YOUR INSTRUCTIONS
Look below. Copy each line that has "Serialize" in it.

Items from a dataset:
--------------------------------------------------

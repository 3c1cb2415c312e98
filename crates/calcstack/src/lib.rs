//! # calcstack
//!
//! The unified API for calcstack: signed, traceable calculations composed
//! into hierarchical stacks.
//!
//! ## Overview
//!
//! - **Rules**: plain input → output functions owned by a content owner
//! - **Stacks**: calculations that invoke other calculations as named steps
//! - **Envelopes**: every result carries its input, its output, the results
//!   of every sub-step, and the owner's signature
//! - **Faults**: business-logic errors become structured records with status
//!   567; framework faults abort the call
//!
//! ## Usage
//!
//! ```rust,ignore
//! use calcstack::{Kernel, KernelConfig};
//!
//! let mut kernel = Kernel::new(KernelConfig::load("calcstack.toml")?)?;
//! let add = kernel.define_rule(Add)?;
//! kernel.define_stack(MyFirstStack::new(add, subtract))?;
//!
//! let response = kernel.execute("MyFirstStack", json!({"x": 10, "y": 3}))?;
//! assert_eq!(response.status(), 200);
//! ```
//!
//! ## Re-exports
//!
//! - `calcstack::core` - envelopes, signatures, diagnostics, schemas
//! - `calcstack::pipeline` - calculation traits, stages, tracer, endpoints

pub mod config;
pub mod error;
pub mod kernel;
pub mod registry;

// Re-export component crates
pub use calcstack_core as core;
pub use calcstack_pipeline as pipeline;

// Re-export main types for convenience
pub use config::{KernelConfig, SigningConfig};
pub use error::{KernelError, Result};
pub use kernel::Kernel;
pub use registry::{CalculationListing, Registry};

// Re-export commonly used types
pub use calcstack_core::{
    ContentFault, Describe, Diagnostics, Envelope, FieldSpec, InputSchema, Keypair, OwnerId,
    Signed, StackEnvelope,
};
pub use calcstack_pipeline::{
    Calculation, DynEndpoint, Outcome, PipelineError, Response, Rule, RuleEndpoint, Stack,
    StackEndpoint, Tracer,
};
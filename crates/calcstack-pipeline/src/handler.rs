//! Handler: the common "transform or fault" contract every stage implements.
//!
//! Stages wrap an inner handler, so stage N's output type is by construction
//! the input type stage N+1 works with.

use serde::Serialize;

use crate::context::Context;
use crate::error::PipelineError;

/// Why a handler did not produce its output.
#[derive(Debug)]
pub enum Fault {
    /// Raised by calculation business logic; the error stage contains it.
    Content(anyhow::Error),
    /// Raised by the framework itself; never contained.
    Pipeline(PipelineError),
}

impl From<PipelineError> for Fault {
    fn from(e: PipelineError) -> Self {
        Fault::Pipeline(e)
    }
}

/// Name and produced type of one stage.
#[derive(Debug, Clone, PartialEq, Eq, Serialize)]
pub struct StageInfo {
    pub name: &'static str,
    pub produces: &'static str,
}

impl StageInfo {
    pub fn of<T: ?Sized>(name: &'static str) -> Self {
        Self {
            name,
            produces: std::any::type_name::<T>(),
        }
    }
}

pub trait Handler: Send + Sync {
    type Input;
    type Output;

    fn call(&self, input: &Self::Input, cx: &mut Context) -> Result<Self::Output, Fault>;

    /// Stages of this chain, innermost first.
    fn stages(&self) -> Vec<StageInfo>;
}
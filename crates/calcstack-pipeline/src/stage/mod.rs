//! Stages: each wraps the handler below it and transforms its output.
//!
//! Composition, outermost first:
//!
//! ```text
//! warning -> error -> signing -> traceability | stack-traceability -> calculate
//! ```
//!
//! The warning stage is outermost so diagnostics are delivered even when the
//! error stage converts a content fault.

mod calculate;
mod error;
mod signing;
mod stack;
mod traceability;
mod warning;

pub use calculate::Calculate;
pub use error::{fault_record, ErrorBoundary};
pub use signing::Signing;
pub use stack::StackTraceability;
pub use traceability::Traceability;
pub use warning::{WarningCapture, WarningLevel};
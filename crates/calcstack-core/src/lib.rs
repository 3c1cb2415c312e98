//! # calcstack core
//!
//! Pure primitives for calcstack: envelopes, signatures, canonicalization,
//! diagnostics and fault records.
//!
//! This crate contains no pipeline logic and no I/O. It is pure computation
//! over the data structures a calculation produces.
//!
//! ## Key Types
//!
//! - [`Envelope`] / [`StackEnvelope`] - traceable `{input, output}` records
//! - [`Signed`] - an envelope extended with [`Signatures`]
//! - [`SigningService`] - Ed25519 signing keyed by owner identity
//! - [`Diagnostics`] - ordered, non-fatal warnings
//! - [`ContentFault`] / [`FaultRecord`] - business-logic failures
//!
//! ## Canonicalization
//!
//! Envelopes are signed over deterministic CBOR. See [`canonical`] module.

pub mod canonical;
pub mod crypto;
pub mod diagnostics;
pub mod envelope;
pub mod error;
pub mod fault;
pub mod schema;
pub mod signing;
pub mod types;

pub use canonical::{canonical_bytes, signing_message};
pub use crypto::{Blake3Hash, Ed25519PublicKey, Ed25519Signature, Keypair};
pub use diagnostics::{Diagnostics, DIAGNOSTICS_DELIMITER, DIAGNOSTICS_HEADER};
pub use envelope::{Envelope, Intermediates, KeyedSignature, Signatures, Signed, StackEnvelope};
pub use error::{CoreError, Result};
pub use fault::{ContentFault, FaultRecord, GENERIC_FAULT_KIND};
pub use schema::{Describe, FieldSpec, FieldType, InputSchema, ResponseSchema};
pub use signing::SigningService;
pub use types::{OwnerId, TraceId};
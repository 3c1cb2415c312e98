//! Schema descriptors handed to the documentation/transport layer.
//!
//! Input types describe themselves through [`Describe`]; response schemas are
//! composed once per calculation from the declared input and output types.

use serde::{Deserialize, Serialize};
use serde_json::Value;
use std::collections::BTreeMap;

/// Primitive shape of an input field.
#[derive(Debug, Clone, Copy, PartialEq, Eq, Serialize, Deserialize)]
#[serde(rename_all = "lowercase")]
pub enum FieldType {
    Number,
    Integer,
    String,
    Boolean,
    Object,
    Array,
}

/// One declared input field.
#[derive(Debug, Clone, PartialEq, Serialize, Deserialize)]
pub struct FieldSpec {
    pub name: String,
    #[serde(rename = "type")]
    pub ty: FieldType,
    pub required: bool,
    #[serde(default, skip_serializing_if = "Option::is_none")]
    pub description: Option<String>,
    #[serde(default, skip_serializing_if = "Option::is_none")]
    pub example: Option<Value>,
    /// Upstream source-field tag this input is sourced from.
    #[serde(default, skip_serializing_if = "Option::is_none")]
    pub mapping: Option<String>,
}

impl FieldSpec {
    pub fn new(name: impl Into<String>, ty: FieldType) -> Self {
        Self {
            name: name.into(),
            ty,
            required: true,
            description: None,
            example: None,
            mapping: None,
        }
    }

    pub fn number(name: impl Into<String>) -> Self {
        Self::new(name, FieldType::Number)
    }

    pub fn description(mut self, description: impl Into<String>) -> Self {
        self.description = Some(description.into());
        self
    }

    pub fn example(mut self, example: impl Into<Value>) -> Self {
        self.example = Some(example.into());
        self
    }

    pub fn mapping(mut self, tag: impl Into<String>) -> Self {
        self.mapping = Some(tag.into());
        self
    }
}

/// Declared shape of a calculation's input record.
#[derive(Debug, Clone, PartialEq, Serialize, Deserialize)]
pub struct InputSchema {
    pub title: String,
    #[serde(default, skip_serializing_if = "Option::is_none")]
    pub description: Option<String>,
    pub fields: Vec<FieldSpec>,
}

impl InputSchema {
    pub fn new(title: impl Into<String>) -> Self {
        Self {
            title: title.into(),
            description: None,
            fields: Vec::new(),
        }
    }

    pub fn description(mut self, description: impl Into<String>) -> Self {
        self.description = Some(description.into());
        self
    }

    pub fn field(mut self, field: FieldSpec) -> Self {
        self.fields.push(field);
        self
    }

    /// Field-lineage descriptor: input field name to upstream source tag.
    pub fn mapping(&self) -> BTreeMap<String, String> {
        self.fields
            .iter()
            .filter_map(|f| f.mapping.as_ref().map(|m| (f.name.clone(), m.clone())))
            .collect()
    }
}

/// Implemented by every calculation input record.
pub trait Describe {
    fn describe() -> InputSchema;
}

/// Composite response structure of one calculation.
#[derive(Debug, Clone, PartialEq, Serialize, Deserialize)]
pub struct ResponseSchema {
    /// `<Name>Response`.
    pub title: String,
    /// Top-level fields in serialization order.
    pub fields: Vec<String>,
    pub input_type: String,
    pub output_type: String,
    pub input: InputSchema,
}

impl ResponseSchema {
    /// Schema of a signed rule envelope.
    pub fn rule<I: Describe, O>(name: &str) -> Self {
        Self::compose::<I, O>(name, &["input", "output", "signatures"])
    }

    /// Schema of a signed stack envelope.
    pub fn stack<I: Describe, O>(name: &str) -> Self {
        Self::compose::<I, O>(name, &["input", "intermediates", "output", "signatures"])
    }

    fn compose<I: Describe, O>(name: &str, fields: &[&str]) -> Self {
        Self {
            title: format!("{name}Response"),
            fields: fields.iter().map(|f| f.to_string()).collect(),
            input_type: std::any::type_name::<I>().to_string(),
            output_type: std::any::type_name::<O>().to_string(),
            input: I::describe(),
        }
    }

    pub fn has_intermediates(&self) -> bool {
        self.fields.iter().any(|f| f == "intermediates")
    }
}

--------------------------------------------------

RESPONSE
use serde::Serialize;
#[derive(Debug, Clone, PartialEq, Eq, Serialize)]
use serde::{Deserialize, Serialize};
#[derive(Debug, Clone, Copy, PartialEq, Eq, Serialize, Deserialize)]
#[derive(Debug, Clone, PartialEq, Serialize, Deserialize)]
#[derive(Debug, Clone, PartialEq, Serialize, Deserialize)]
#[derive(Debug, Clone, PartialEq, Serialize, Deserialize)]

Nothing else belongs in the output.